Items from a data source:
━━━

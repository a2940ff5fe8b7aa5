use crate::SourceLocation;

pub type Ident = String;

/// One fully parsed top-level unit, ready for code generation.
#[derive(Debug, Clone, PartialEq)]
pub enum Item {
    Definition(Function),
    Extern(Prototype),
    /// A bare expression, wrapped into an anonymous zero-parameter function.
    TopLevelExpr(Function),
}

#[derive(Debug, Clone, PartialEq)]
pub struct Function {
    pub prototype: Prototype,
    pub body: Expression,
}

/// A function signature: its name, parameter names and, for operator
/// definitions, the operator's fixity.
#[derive(Debug, Clone, PartialEq)]
pub struct Prototype {
    /// Name under which the function is registered. Operator definitions
    /// encode their symbol as the last character (`unary!`, `binary^`).
    pub name: Ident,
    pub params: Vec<Ident>,
    pub fixity: Fixity,
    pub loc: SourceLocation,
}

#[derive(Debug, Clone, Copy, PartialEq, Eq)]
pub enum Fixity {
    /// An ordinary named function.
    Function,
    /// A unary operator definition; takes exactly one parameter.
    Unary(char),
    /// A binary operator definition; takes exactly two parameters.
    Binary { op: char, precedence: u32 },
}

#[derive(Debug, Clone, PartialEq)]
pub struct Expression {
    pub kind: ExpressionKind,
    pub loc: SourceLocation,
}

impl Expression {
    pub fn new(kind: ExpressionKind, loc: SourceLocation) -> Self {
        Self { kind, loc }
    }
}

#[derive(Debug, Clone, PartialEq)]
pub enum ExpressionKind {
    Number(f64),
    Variable(Ident),

    Unary {
        op: char,
        operand: Box<Expression>,
    },

    Binary {
        op: char,
        lhs: Box<Expression>,
        rhs: Box<Expression>,
    },

    Call {
        callee: Ident,
        args: Vec<Expression>,
    },

    If {
        condition: Box<Expression>,
        then_branch: Box<Expression>,
        else_branch: Box<Expression>,
    },

    For {
        var: Ident,
        start: Box<Expression>,
        end: Box<Expression>,
        /// Loop increment; 1.0 when omitted.
        step: Option<Box<Expression>>,
        body: Box<Expression>,
    },

    /// `var a = 1, b in body`: fresh mutable bindings scoped to `body`.
    /// A binding without an initializer starts out as 0.0.
    VarIn {
        bindings: Vec<(Ident, Option<Expression>)>,
        body: Box<Expression>,
    },
}

use ptree::{print_tree, Style, TreeItem};
use std::borrow::Cow;
use std::{fmt, io};

impl Item {
    /// Render this unit as a tree on standard output.
    pub fn pretty_print(&self) -> io::Result<()> {
        match self {
            Item::Definition(function) | Item::TopLevelExpr(function) => print_tree(function),
            Item::Extern(prototype) => {
                println!("extern {prototype}");
                Ok(())
            }
        }
    }
}

impl fmt::Display for Prototype {
    fn fmt(&self, f: &mut fmt::Formatter<'_>) -> fmt::Result {
        write!(f, "{}(", self.name)?;
        for (i, param) in self.params.iter().enumerate() {
            if i > 0 {
                write!(f, " ")?;
            }
            write!(f, "{param}")?;
        }
        write!(f, ")")
    }
}

impl TreeItem for Function {
    type Child = Expression;

    fn write_self<W: io::Write>(&self, f: &mut W, style: &Style) -> io::Result<()> {
        write!(f, "{}", style.paint(&self.prototype))
    }

    fn children(&self) -> Cow<[Self::Child]> {
        Cow::from(vec![self.body.clone()])
    }
}

impl TreeItem for Expression {
    type Child = Self;

    fn write_self<W: io::Write>(&self, f: &mut W, style: &Style) -> io::Result<()> {
        match &self.kind {
            ExpressionKind::Number(value) => write!(f, "{}", style.paint(value)),
            ExpressionKind::Variable(name) => write!(f, "{}", style.paint(name)),
            ExpressionKind::Unary { op, .. } => {
                write!(f, "{}", style.paint(format!("UNARY {op}")))
            }
            ExpressionKind::Binary { op, .. } => write!(f, "{}", style.paint(op)),
            ExpressionKind::Call { callee, .. } => {
                write!(f, "{}", style.paint(format!("CALL {callee}")))
            }
            ExpressionKind::If { .. } => write!(f, "{}", style.paint("IF-THEN-ELSE")),
            ExpressionKind::For { var, .. } => write!(f, "{}", style.paint(format!("FOR {var}"))),
            ExpressionKind::VarIn { bindings, .. } => {
                let names: Vec<&str> = bindings.iter().map(|(name, _)| name.as_str()).collect();
                write!(f, "{}", style.paint(format!("VAR {}", names.join(", "))))
            }
        }
    }

    fn children(&self) -> Cow<[Self::Child]> {
        match &self.kind {
            ExpressionKind::Number(_) | ExpressionKind::Variable(_) => Cow::from(vec![]),
            ExpressionKind::Unary { operand, .. } => Cow::from(vec![operand.as_ref().clone()]),
            ExpressionKind::Binary { lhs, rhs, .. } => {
                Cow::from(vec![lhs.as_ref().clone(), rhs.as_ref().clone()])
            }
            ExpressionKind::Call { args, .. } => Cow::from(args.clone()),
            ExpressionKind::If {
                condition,
                then_branch,
                else_branch,
            } => Cow::from(vec![
                condition.as_ref().clone(),
                then_branch.as_ref().clone(),
                else_branch.as_ref().clone(),
            ]),
            ExpressionKind::For {
                start,
                end,
                step,
                body,
                ..
            } => {
                let mut children = vec![start.as_ref().clone(), end.as_ref().clone()];
                if let Some(step) = step {
                    children.push(step.as_ref().clone());
                }
                children.push(body.as_ref().clone());
                Cow::from(children)
            }
            ExpressionKind::VarIn { bindings, body } => {
                let mut children: Vec<Expression> = bindings
                    .iter()
                    .filter_map(|(_, init)| init.clone())
                    .collect();
                children.push(body.as_ref().clone());
                Cow::from(children)
            }
        }
    }
}
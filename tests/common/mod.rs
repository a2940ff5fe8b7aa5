use inkwell::context::Context;

use kaleido::{Codegen, CompilationSession, Parser};

/// Drive the whole front end over `src` and hand back the textual IR of the
/// finished module. Panics on the first parse or codegen error.
pub fn run_pipeline(src: &str) -> String {
    let mut session = CompilationSession::new();
    let mut parser = Parser::new(src);
    let context = Context::create();
    let mut codegen = Codegen::new(&context, "test");

    while let Some(item) = parser.next_item(&mut session).unwrap() {
        codegen.compile_item(&mut session, &item).unwrap();
    }

    codegen.finish().print_to_string().to_string()
}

━━━

Read through the entries and copy each line in which "operand" appears.

__Solution to this exercise__
        operand: Box<Expression>,
            ExpressionKind::Unary { operand, .. } => Cow::from(vec![operand.as_ref().clone()]),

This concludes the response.